My God Man!! You cannot be serious :eek: The next thing you'll be asking us to do is start bouncing more :what:No I think Martin's right. For instance if I'm taxiing, dancing with an absolute beginner who is trying to "get" the moves they've just learnt, I think it's more helpful to keep dancing the moves they expect, in time, rather than confuse them by stopping or doing something different.

spindr
20th-September-2005, 01:14 PM
Hmmmm,

I think if there is a general issues, then raise it generally, e.g. if you're going to bitch about shines then bitch about shines (http://www.salsamafia.com/index.php?Load=Bitches_Shines.html).

Semi-anonymized postings about "a certain Ceroc teacher", or "this bald bloke in black" either don't tend to hide identities terribly well, or end up tarring a large innocent section of the populous -- in that case specificity is to be preferred.

But what worries me slightly more is to see condensed versions of private conversations appearing on here -- "so-and-so said to me that they had a problem". Is it getting to the stage that conversations with certain forumites will have to begin with "Off the record." :)

Ho hum,
SpinDr.

David Bailey
20th-September-2005, 01:23 PM
Semi-anonymized postings about ... "this bald bloke in black" either don't tend to hide identities terribly well,
Actually, I think that one covers most male dancers :innocent:

Clive Long
20th-September-2005, 01:26 PM
Semi-anonymized postings about ... "this bald bloke in black" either don't tend to hide identities terribly well,


Actually, I think that one covers most male dancers :innocent:
And there was I getting paranoid.

Ego adjustment ....... done.

Clive

CJ
20th-September-2005, 01:35 PM
Actually, I think that one covers most male dancers :innocent:


Pheewwwwww... I'm safe :wink:

ducasi
20th-September-2005, 02:02 PM
Actually, I think that one covers most male dancers :innocent: Not me, thanks very much! :na:

Well, I do wear black quite often, but I don't think enough that anyone would call me a MIB. Anyone?

Asif
20th-September-2005, 04:14 PM
No I think Martin's right. For instance if I'm taxiing, dancing with an absolute beginner who is trying to "get" the moves they've just learnt, I think it's more helpful to keep dancing the moves they expect, in time, rather than confuse them by stopping or doing something different.
Hang on a minute there! I think you have your wires-crossed :confused: . I assume DavidY that you are a male :confused: in which case you are supposed to be leading the moves, not teaching the beginner to get into that worst of all habits of pre-empting the next move. If you are going over the beginners lesson again, then you won't be adding in breaks or doing something different as it wouldn't make sense to but this isn't what we are talking about anyway!

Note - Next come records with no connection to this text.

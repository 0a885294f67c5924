use crate::element::ElementKind;

/// A cell of the original, undoubled board as handed over by a puzzle parser.
#[derive(Clone, Copy, Debug, Default, Eq, Hash, PartialEq)]
pub enum Tile {
    /// Open space where a movable block may be placed.
    #[default]
    Open,
    /// Space where no block may ever be placed.
    Closed,
    /// A block fixed on the board from the start.
    Fixed(ElementKind),
}

/// Marker held at a cell center of the doubled lattice.
///
/// Non-center coordinates carry [`Cell::Blocked`] so that occupancy and
/// placement queries fall through uniformly; only centers ever change.
#[derive(Clone, Copy, Debug, Default, Eq, Hash, PartialEq)]
pub(crate) enum Cell {
    #[default]
    Empty,
    Blocked,
    Fixed(ElementKind),
    Placed(ElementKind),
}

impl Cell {
    pub(crate) fn occupant(self) -> Option<ElementKind> {
        match self {
            Cell::Fixed(kind) | Cell::Placed(kind) => Some(kind),
            Cell::Empty | Cell::Blocked => None,
        }
    }
}

impl From<Tile> for Cell {
    fn from(value: Tile) -> Self {
        match value {
            Tile::Open => Cell::Empty,
            Tile::Closed => Cell::Blocked,
            Tile::Fixed(kind) => Cell::Fixed(kind),
        }
    }
}
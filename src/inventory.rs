use crate::element::ElementKind;

/// Remaining movable block counts, one per [`ElementKind`].
///
/// Only the placement search mutates an inventory, decrementing on placement
/// and restoring on backtrack; the tracer never touches it.
#[derive(Clone, Copy, Debug, Default, Eq, PartialEq)]
pub struct Inventory {
    reflect: usize,
    opaque: usize,
    refract: usize,
}

impl Inventory {
    /// An inventory holding the given number of reflect, opaque, and refract
    /// blocks.
    pub fn new(reflect: usize, opaque: usize, refract: usize) -> Self {
        Self { reflect, opaque, refract }
    }

    /// Remaining count of `kind`.
    pub fn count(&self, kind: ElementKind) -> usize {
        match kind {
            ElementKind::Reflect => self.reflect,
            ElementKind::Opaque => self.opaque,
            ElementKind::Refract => self.refract,
        }
    }

    /// Total blocks still unplaced.
    pub fn remaining(&self) -> usize {
        self.reflect + self.opaque + self.refract
    }

    /// True once every block has been placed.
    pub fn is_exhausted(&self) -> bool {
        self.remaining() == 0
    }

    pub(crate) fn take(&mut self, kind: ElementKind) -> bool {
        let slot = self.slot(kind);
        if *slot == 0 {
            return false;
        }

        *slot -= 1;
        true
    }

    pub(crate) fn put_back(&mut self, kind: ElementKind) {
        *self.slot(kind) += 1;
    }

    fn slot(&mut self, kind: ElementKind) -> &mut usize {
        match kind {
            ElementKind::Reflect => &mut self.reflect,
            ElementKind::Opaque => &mut self.opaque,
            ElementKind::Refract => &mut self.refract,
        }
    }
}
#![warn(missing_docs)]

//! # `heliodor`
//!
//! A solver for the optical block puzzles found in the mobile game Lazors: place a limited
//! stock of reflecting, opaque, and refracting blocks on a grid so that every target point
//! is crossed by a laser beam.
//! Begin by building a [`Lattice`] with a [`LatticeBuilder`](builder::LatticeBuilder), then
//! either run a single simulation with a [`Tracer`] or search for a placement with
//! [`solve()`](crate::Lattice::solve), consuming the lattice and yielding a solved version
//! of the lattice.
//!
//! Parsing puzzle files and persisting solutions are left to callers; the crate speaks in
//! [`Tile`] rows, [`Ray`] sources, target [`Location`]s, and an [`Inventory`].
//!
//! # Internals
//! The board is held at doubled resolution: a cell of the original grid becomes a center
//! point with odd coordinates on both axes, and the points between centers are the edge
//! midpoints where beams meet block faces. Beams travel diagonally one lattice unit at a
//! time, so which face they strike falls out of coordinate parity alone: an even x axis
//! means a left/right face, an even y axis a top/bottom face.
//!
//! Simulation expands a frontier of rays breadth-first. Absorption and exits shrink the
//! frontier; reflection rewrites a heading; refraction forks a ray into a transmitted and
//! a reflected copy. Every `(position, heading)` state produced in a run is remembered,
//! and a ray about to re-enter a known state is cut instead, so closed loops between
//! reflecting faces terminate with the loop flagged on the report.
//!
//! The search is plain depth-first backtracking over the open cell centers in row-major
//! order, trying each block kind and then no block at every cell, and invoking the tracer
//! once per fully decided candidate that has used up the whole inventory. Simulation is
//! side-effect-free on the lattice, so the search mutates one board in place and restores
//! it on every exit path.

pub use builder::LatticeBuilder;
pub use cell::Tile;
pub use element::ElementKind;
pub use heading::Heading;
pub use inventory::Inventory;
pub use lattice::Lattice;
pub use location::Location;
pub use solver::{Placement, Solver};
pub use tracer::{Ray, TraceReport, Tracer};

pub mod builder;
pub(crate) mod cell;
pub(crate) mod element;
pub(crate) mod heading;
pub(crate) mod location;
pub(crate) mod lattice;
pub(crate) mod inventory;
pub(crate) mod tracer;
pub(crate) mod solver;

I have lost count of the number of times i have danced with someone who has just stopped or looked blankly at me during our dance and said "oh, what was that you were trying to do" or "i haven't been taught how to do it that way" because they are so used to doing the moves themselves intstead of actually following the guy.

bigdjiver
20th-September-2005, 04:34 PM
...Semi-anonymized postings about "a certain Ceroc teacher", or "this bald bloke in black" either don't tend to hide identities terribly well, or end up tarring a large innocent section of the populous -- in that case specificity is to be preferred...I once had a leaving card with, amongst all the usual stuff, "Good luck, Lurch." written in it. That deflated me then. It really made me feel uncomfortable to see references on this forum to misconduct by a different "Lurch". There have been several times where I have wrongly identified more positive unamed references on this forum.

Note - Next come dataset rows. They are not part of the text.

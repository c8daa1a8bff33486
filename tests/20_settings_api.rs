mod common;

use anyhow::Result;
use blog_cms_rust::auth::Role;
use blog_cms_rust::settings::{Setting, SettingsStore};
use reqwest::StatusCode;
use serde_json::{json, Value};

#[tokio::test]
async fn public_settings_seed_empty_store() -> Result<()> {
    let server = common::spawn_server().await?;

    let res = common::client().get(server.url("/api/settings")).send().await?;
    assert_eq!(res.status(), StatusCode::OK);

    let body = res.json::<Value>().await?;
    assert_eq!(body["success"], true);
    assert_eq!(body["data"]["siteTitle"], "My Blog");
    assert_eq!(body["data"]["commentsEnabled"], "true");
    assert_eq!(server.store.fetch_all().await?.len(), 6);
    Ok(())
}

#[tokio::test]
async fn public_settings_redact_sensitive_keys_even_for_admins() -> Result<()> {
    let server = common::spawn_server_with(vec![
        Setting::new("siteTitle", "Field Notes", "general"),
        Setting::new("stripe_secret", "sk_live_123", "payments"),
        Setting::new("privateAnalytics", "on", "analytics"),
        Setting::new("mapsApikey", "abc", "integrations"),
    ])
    .await?;

    for auth in [None, Some(common::token(Role::Admin))] {
        let mut req = common::client().get(server.url("/api/settings"));
        if let Some(token) = auth {
            req = req.bearer_auth(token);
        }
        let body = req.send().await?.json::<Value>().await?;
        let data = body["data"].as_object().unwrap();

        assert_eq!(data.len(), 1);
        assert_eq!(data["siteTitle"], "Field Notes");
    }
    Ok(())
}

#[tokio::test]
async fn public_settings_by_category() -> Result<()> {
    let server = common::spawn_server().await?;
    let client = common::client();

    let body = client
        .get(server.url("/api/settings?category=comments"))
        .send()
        .await?
        .json::<Value>()
        .await?;
    let data = body["data"].as_object().unwrap();
    assert_eq!(data.len(), 2);
    assert!(data.contains_key("commentsEnabled"));

    let res = client.get(server.url("/api/settings?category=nonexistent")).send().await?;
    assert_eq!(res.status(), StatusCode::OK);
    let body = res.json::<Value>().await?;
    assert_eq!(body["data"], json!({}));
    Ok(())
}

#[tokio::test]
async fn admin_api_requires_admin() -> Result<()> {
    let server = common::spawn_server().await?;
    let client = common::client();

    let res = client.get(server.url("/api/admin/settings")).send().await?;
    assert_eq!(res.status(), StatusCode::UNAUTHORIZED);

    let res = client
        .get(server.url("/api/admin/settings"))
        .bearer_auth(common::token(Role::User))
        .send()
        .await?;
    assert_eq!(res.status(), StatusCode::FORBIDDEN);
    let body = res.json::<Value>().await?;
    assert_eq!(body["code"], "FORBIDDEN");
    Ok(())
}

#[tokio::test]
async fn admin_sees_unfiltered_settings() -> Result<()> {
    let server = common::spawn_server_with(vec![
        Setting::new("siteTitle", "Field Notes", "general"),
        Setting::new("stripe_secret", "sk_live_123", "payments"),
    ])
    .await?;

    let body = common::client()
        .get(server.url("/api/admin/settings"))
        .bearer_auth(common::token(Role::Admin))
        .send()
        .await?
        .json::<Value>()
        .await?;

    let settings = body["data"].as_array().unwrap();
    assert_eq!(settings.len(), 2);
    let secret = settings.iter().find(|s| s["key"] == "stripe_secret").unwrap();
    assert_eq!(secret["value"], "sk_live_123");
    assert_eq!(secret["visibility"], "private");
    Ok(())
}

#[tokio::test]
async fn admin_get_single_setting() -> Result<()> {
    let server = common::spawn_server_with(vec![Setting::new("siteTitle", "Field Notes", "general")]).await?;
    let client = common::client();
    let token = common::token(Role::Admin);

    let res = client
        .get(server.url("/api/admin/settings/siteTitle"))
        .bearer_auth(&token)
        .send()
        .await?;
    assert_eq!(res.status(), StatusCode::OK);
    let body = res.json::<Value>().await?;
    assert_eq!(body["data"]["category"], "general");

    let res = client
        .get(server.url("/api/admin/settings/missing"))
        .bearer_auth(&token)
        .send()
        .await?;
    assert_eq!(res.status(), StatusCode::NOT_FOUND);
    Ok(())
}

#[tokio::test]
async fn admin_update_writes_and_hides_private_values() -> Result<()> {
    let server = common::spawn_server().await?;
    let client = common::client();

    let res = client
        .put(server.url("/api/admin/settings"))
        .bearer_auth(common::token(Role::Admin))
        .json(&json!({
            "settings": [
                { "key": "siteTitle", "value": "Field Notes", "category": "general" },
                { "key": "footerText", "value": "internal only", "visibility": "private" }
            ]
        }))
        .send()
        .await?;
    assert_eq!(res.status(), StatusCode::OK);

    let stored = server.store.get("footerText").await?.unwrap();
    assert_eq!(stored.category, "general");

    let body = client
        .get(server.url("/api/settings"))
        .send()
        .await?
        .json::<Value>()
        .await?;
    assert_eq!(body["data"]["siteTitle"], "Field Notes");
    assert!(body["data"].get("footerText").is_none());
    Ok(())
}

#[tokio::test]
async fn admin_update_validates_input() -> Result<()> {
    let server = common::spawn_server().await?;
    let client = common::client();
    let token = common::token(Role::Admin);

    let res = client
        .put(server.url("/api/admin/settings"))
        .bearer_auth(&token)
        .json(&json!({ "settings": [ { "key": "bad key", "value": "x" } ] }))
        .send()
        .await?;
    assert_eq!(res.status(), StatusCode::BAD_REQUEST);
    let body = res.json::<Value>().await?;
    assert_eq!(body["code"], "VALIDATION_ERROR");
    assert!(body["field_errors"]["updates[0].key"].is_string());

    let res = client
        .put(server.url("/api/admin/settings"))
        .bearer_auth(&token)
        .header(reqwest::header::CONTENT_TYPE, "application/json")
        .body("{not json")
        .send()
        .await?;
    assert_eq!(res.status(), StatusCode::BAD_REQUEST);
    assert!(server.store.fetch_all().await?.is_empty());
    Ok(())
}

This is one of the hazards of using a wide forum for what should be conversations between a small group of friends, to whom the bald guy in black only means one person. Perhaps the decision to name or to describe should also include to post here or to PM, or of course, to stay silent. (but where's the fun in that?)

DavidY
20th-September-2005, 05:14 PM
Hang on a minute there! I think you have your wires-crossed :confused: . I assume DavidY that you are a male :confused: in which case you are supposed to be leading the moves, not teaching the beginner to get into that worst of all habits of pre-empting the next move.I didn't say I'd do them in the same order as the lesson. :wink: Obviously I usually throw in some simple extra variation to stop women mechanically doing Move 1 followed by Move 2 followed by Move 3 followed by Move 4 followed by Move 1....

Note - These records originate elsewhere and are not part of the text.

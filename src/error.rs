// HTTP API Error Types
use axum::{http::StatusCode, response::IntoResponse, Json};
use serde_json::{json, Value};
use std::collections::HashMap;

use crate::settings::SettingsError;

/// HTTP API error with appropriate status codes and client-friendly messages
#[derive(Debug)]
pub enum ApiError {
    // 400 Bad Request
    BadRequest(String),
    ValidationError {
        message: String,
        field_errors: Option<HashMap<String, String>>,
    },

    // 401 Unauthorized
    Unauthorized(String),

    // 403 Forbidden
    Forbidden(String),

    // 404 Not Found
    NotFound(String),

    // 500 Internal Server Error
    InternalServerError(String),
}

impl ApiError {
    pub fn status_code(&self) -> StatusCode {
        match self {
            ApiError::BadRequest(_) => StatusCode::BAD_REQUEST,
            ApiError::ValidationError { .. } => StatusCode::BAD_REQUEST,
            ApiError::Unauthorized(_) => StatusCode::UNAUTHORIZED,
            ApiError::Forbidden(_) => StatusCode::FORBIDDEN,
            ApiError::NotFound(_) => StatusCode::NOT_FOUND,
            ApiError::InternalServerError(_) => StatusCode::INTERNAL_SERVER_ERROR,
        }
    }

    /// Client-safe error message
    pub fn message(&self) -> &str {
        match self {
            ApiError::BadRequest(msg) => msg,
            ApiError::ValidationError { message, .. } => message,
            ApiError::Unauthorized(msg) => msg,
            ApiError::Forbidden(msg) => msg,
            ApiError::NotFound(msg) => msg,
            ApiError::InternalServerError(msg) => msg,
        }
    }

    /// Error code for client handling
    pub fn error_code(&self) -> &'static str {
        match self {
            ApiError::BadRequest(_) => "BAD_REQUEST",
            ApiError::ValidationError { .. } => "VALIDATION_ERROR",
            ApiError::Unauthorized(_) => "UNAUTHORIZED",
            ApiError::Forbidden(_) => "FORBIDDEN",
            ApiError::NotFound(_) => "NOT_FOUND",
            ApiError::InternalServerError(_) => "INTERNAL_SERVER_ERROR",
        }
    }

    pub fn to_json(&self) -> Value {
        let mut body = json!({
            "success": false,
            "error": self.message(),
            "code": self.error_code()
        });

        if let ApiError::ValidationError {
            field_errors: Some(field_errors),
            ..
        } = self
        {
            body["field_errors"] = json!(field_errors);
        }

        body
    }
}

impl ApiError {
    pub fn bad_request(message: impl Into<String>) -> Self {
        ApiError::BadRequest(message.into())
    }

    pub fn validation_error(
        message: impl Into<String>,
        field_errors: Option<HashMap<String, String>>,
    ) -> Self {
        ApiError::ValidationError {
            message: message.into(),
            field_errors,
        }
    }

    pub fn unauthorized(message: impl Into<String>) -> Self {
        ApiError::Unauthorized(message.into())
    }

    pub fn forbidden(message: impl Into<String>) -> Self {
        ApiError::Forbidden(message.into())
    }

    pub fn not_found(message: impl Into<String>) -> Self {
        ApiError::NotFound(message.into())
    }

    pub fn internal_server_error(message: impl Into<String>) -> Self {
        ApiError::InternalServerError(message.into())
    }
}

impl From<SettingsError> for ApiError {
    fn from(err: SettingsError) -> Self {
        match err {
            SettingsError::NotFound(key) => ApiError::not_found(format!("Setting '{}' not found", key)),
            SettingsError::Unavailable => {
                tracing::error!("Settings unavailable after seeding defaults");
                ApiError::internal_server_error("Settings are temporarily unavailable")
            }
            SettingsError::Sqlx(sqlx_err) => {
                // Log the real error but return generic message
                tracing::error!("SQLx error: {}", sqlx_err);
                ApiError::internal_server_error("An error occurred while processing your request")
            }
        }
    }
}

impl std::fmt::Display for ApiError {
    fn fmt(&self, f: &mut std::fmt::Formatter<'_>) -> std::fmt::Result {
        write!(f, "{}", self.message())
    }
}

impl std::error::Error for ApiError {}

impl IntoResponse for ApiError {
    fn into_response(self) -> axum::response::Response {
        (self.status_code(), Json(self.to_json())).into_response()
    }
}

But I still think stopping or making another change for a break in the middle of Move 3 will not always be helpful to the beginner who only knows 4 moves, even if the music screams "break" to you.

Andreas
20th-September-2005, 10:15 PM
No I think Martin's right. For instance if I'm taxiing, dancing with an absolute beginner who is trying to "get" the moves they've just learnt, I think it's more helpful to keep dancing the moves they expect, in time, rather than confuse them by stopping or doing something different.

It is so much more interesting to be off topic :D

I disgree! If you as the more advanced person are capable to 'see breaks coming' then you will be able to finish the moves in a way that is appropriate AND still interpret the break. If you can't do that then you should indeed dance through the breaks and work on your musicality to raise it a notch. The good (and bad) thing about musicality is that you will NEVER master it. You can only get better ;)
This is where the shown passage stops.